21. DETAILS OF ADEQUACY OF INTERNAL FINANCIAL CONTROLS:

Your Company has well established procedures for internal control across its various locations, commensurate with its size and operations. The organization is adequately staffed with qualified and experienced personnel for implementing and monitoring the internal control environment.

The internal audit function is adequately resourced commensurate with the operations of the Company and reports to the Audit Committee of the Board.

22. NO FRAUDS REPORTED BY STATUTORY AUDITORS

During the Financial Year 2024-25, the Auditors have not reported any matter under section 143(12) of the Companies Act, 2013, therefore no detail is required to be disclosed under section 134(3) (ca) of the Companies Act, 2013.
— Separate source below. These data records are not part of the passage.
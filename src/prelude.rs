//! Convenience re-exports of the crate's core types and entry points.
pub use crate::ch_graph::{ChArc, PreprocessedGraph};
pub use crate::constants::Weight;
pub use crate::contraction::{preprocess_bottom_up, preprocess_top_down};
pub use crate::destinations::{self, Destination};
pub use crate::graph::{node_index, Graph, NodeIndex};
pub use crate::search::{query, CHSearch, SearchStats};
//! Measurement CSV dump: an ordered, multi-column timing accumulator.
use std::collections::BTreeMap;
use std::fmt::Write as _;
use std::path::Path;

use anyhow::Context;

/// Named timing series, keyed in a `BTreeMap` so the header row comes out
/// lexicographically sorted.
#[derive(Debug, Default)]
pub struct Measurement {
    data: BTreeMap<String, Vec<i64>>,
}

impl Measurement {
    pub fn new() -> Self {
        Self::default()
    }

    pub fn record(&mut self, column: impl Into<String>, value: i64) {
        self.data.entry(column.into()).or_default().push(value);
    }

    /// Renders the `;`-separated, `\n`-terminated text: a header row of
    /// column keys (each followed by `;`), then data rows up to the
    /// longest column's length, with a trailing `;` on every row and empty
    /// cells for columns shorter than the longest.
    pub fn to_csv(&self) -> String {
        let mut out = String::new();

        for key in self.data.keys() {
            let _ = write!(out, "{};", key);
        }
        out.push('\n');

        let max_rows = self.data.values().map(Vec::len).max().unwrap_or(0);

        for row in 0..max_rows {
            for series in self.data.values() {
                if let Some(value) = series.get(row) {
                    let _ = write!(out, "{};", value);
                } else {
                    out.push(';');
                }
            }
            out.push('\n');
        }

        out
    }

    pub fn write_to(&self, path: impl AsRef<Path>) -> anyhow::Result<()> {
        std::fs::write(path.as_ref(), self.to_csv())
            .with_context(|| format!("writing measurement to {:?}", path.as_ref()))
    }
}
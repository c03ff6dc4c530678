//! Overlay store: the mutable working adjacency used during contraction.
//! Discarded once the CH graph builder has extracted the upward/downward
//! CSRs.
use crate::constants::Weight;
use crate::graph::{Graph, NodeIndex};

/// One direction's view of an overlay arc: the neighbor, the arc weight, and
/// the node whose contraction introduced it as a shortcut (`None` for an
/// original edge).
#[derive(Debug, Clone, Copy, PartialEq)]
pub struct OverlayArc {
    pub neighbor: NodeIndex,
    pub weight: Weight,
    pub mid: Option<NodeIndex>,
}

/// Dual-indexed (outgoing + incoming) adjacency with "add-or-decrease"
/// (minimum-weight) arc insertion.
pub struct OverlayStore {
    out: Vec<Vec<OverlayArc>>,
    in_: Vec<Vec<OverlayArc>>,
}

impl OverlayStore {
    pub fn new(num_nodes: usize) -> Self {
        OverlayStore {
            out: vec![Vec::new(); num_nodes],
            in_: vec![Vec::new(); num_nodes],
        }
    }

    /// Seeds an overlay with every arc of `graph`; self-loops are skipped
    /// and multi-edges between the same pair collapse to their minimum
    /// weight.
    pub fn seed_from_graph(graph: &Graph) -> Self {
        let mut overlay = OverlayStore::new(graph.num_nodes());
        for u in 0..graph.num_nodes() {
            let u = NodeIndex::new(u);
            for (v, w) in graph.neighbors_outgoing(u) {
                overlay.add_or_decrease(u, v, w, None);
            }
        }
        overlay
    }

    pub fn num_nodes(&self) -> usize {
        self.out.len()
    }

    /// Inserts or improves the arc `from -> to`. No-op if `from == to` or
    /// either endpoint is out of range; otherwise keeps the lower of the
    /// existing and new weight, mirrored on both the outgoing and incoming
    /// side.
    pub fn add_or_decrease(&mut self, from: NodeIndex, to: NodeIndex, weight: Weight, mid: Option<NodeIndex>) {
        if from == to {
            return;
        }
        if from.index() >= self.out.len() || to.index() >= self.out.len() {
            return;
        }

        match self.out[from.index()].iter().position(|a| a.neighbor == to) {
            Some(i) => {
                if weight < self.out[from.index()][i].weight {
                    self.out[from.index()][i].weight = weight;
                    self.out[from.index()][i].mid = mid;
                } else {
                    return;
                }
            }
            None => self.out[from.index()].push(OverlayArc { neighbor: to, weight, mid }),
        }

        match self.in_[to.index()].iter_mut().find(|a| a.neighbor == from) {
            Some(arc) => {
                arc.weight = weight;
                arc.mid = mid;
            }
            None => self.in_[to.index()].push(OverlayArc { neighbor: from, weight, mid }),
        }
    }

    pub fn outgoing(&self, v: NodeIndex) -> &[OverlayArc] {
        &self.out[v.index()]
    }

    pub fn incoming(&self, v: NodeIndex) -> &[OverlayArc] {
        &self.in_[v.index()]
    }

    pub fn out_degree(&self, v: NodeIndex) -> usize {
        self.out[v.index()].len()
    }

    pub fn in_degree(&self, v: NodeIndex) -> usize {
        self.in_[v.index()].len()
    }
}

#[cfg(test)]
mod tests {
    use super::*;
    use crate::graph::node_index;

    #[test]
    fn seeds_from_graph_and_skips_self_loop() {
        let g = Graph::from_edges(3, &[
            (node_index(0), node_index(1), 1.0),
            (node_index(1), node_index(1), 5.0),
        ]);
        let overlay = OverlayStore::seed_from_graph(&g);
        assert_eq!(overlay.out_degree(node_index(1)), 0);
        assert_eq!(overlay.out_degree(node_index(0)), 1);
    }

    #[test]
    fn add_or_decrease_collapses_to_minimum() {
        let mut overlay = OverlayStore::new(2);
        overlay.add_or_decrease(node_index(0), node_index(1), 5.0, None);
        overlay.add_or_decrease(node_index(0), node_index(1), 2.0, Some(node_index(1)));
        overlay.add_or_decrease(node_index(0), node_index(1), 9.0, None);

        assert_eq!(overlay.outgoing(node_index(0)).len(), 1);
        let arc = overlay.outgoing(node_index(0))[0];
        assert_eq!(arc.weight, 2.0);
        assert_eq!(arc.mid, Some(node_index(1)));

        assert_eq!(overlay.incoming(node_index(1)).len(), 1);
        assert_eq!(overlay.incoming(node_index(1))[0].weight, 2.0);
    }

    #[test]
    fn add_or_decrease_ignores_self_loop_and_out_of_range() {
        let mut overlay = OverlayStore::new(2);
        overlay.add_or_decrease(node_index(0), node_index(0), 1.0, None);
        overlay.add_or_decrease(node_index(0), node_index(5), 1.0, None);
        assert_eq!(overlay.out_degree(node_index(0)), 0);
    }
}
23. CEO/ CFO CERTIFICATION:

The Managing Director and Chief Financial Officer Certification on the financial statements under Regulation 17 (8) of SEBI (Listing Obligations & Disclosure Requirements), Regulations, 2015 for the year 2024-2025 is given as Annexure-3 in this Annual Report.

24. INFORMATION ABOUT THE FINANCIAL PERFORMANCE / FINANCIAL POSITION OF THE SUBSIDIARIES / ASSOCIATES/ JOINT VENTURES:

M/s. B N Rathi Comtrade Private Limited, a wholly owned subsidiary of the Company has earned a revenue of Rs. 12.51 lakhs and suffered a loss of Rs. -21.49 lakhs.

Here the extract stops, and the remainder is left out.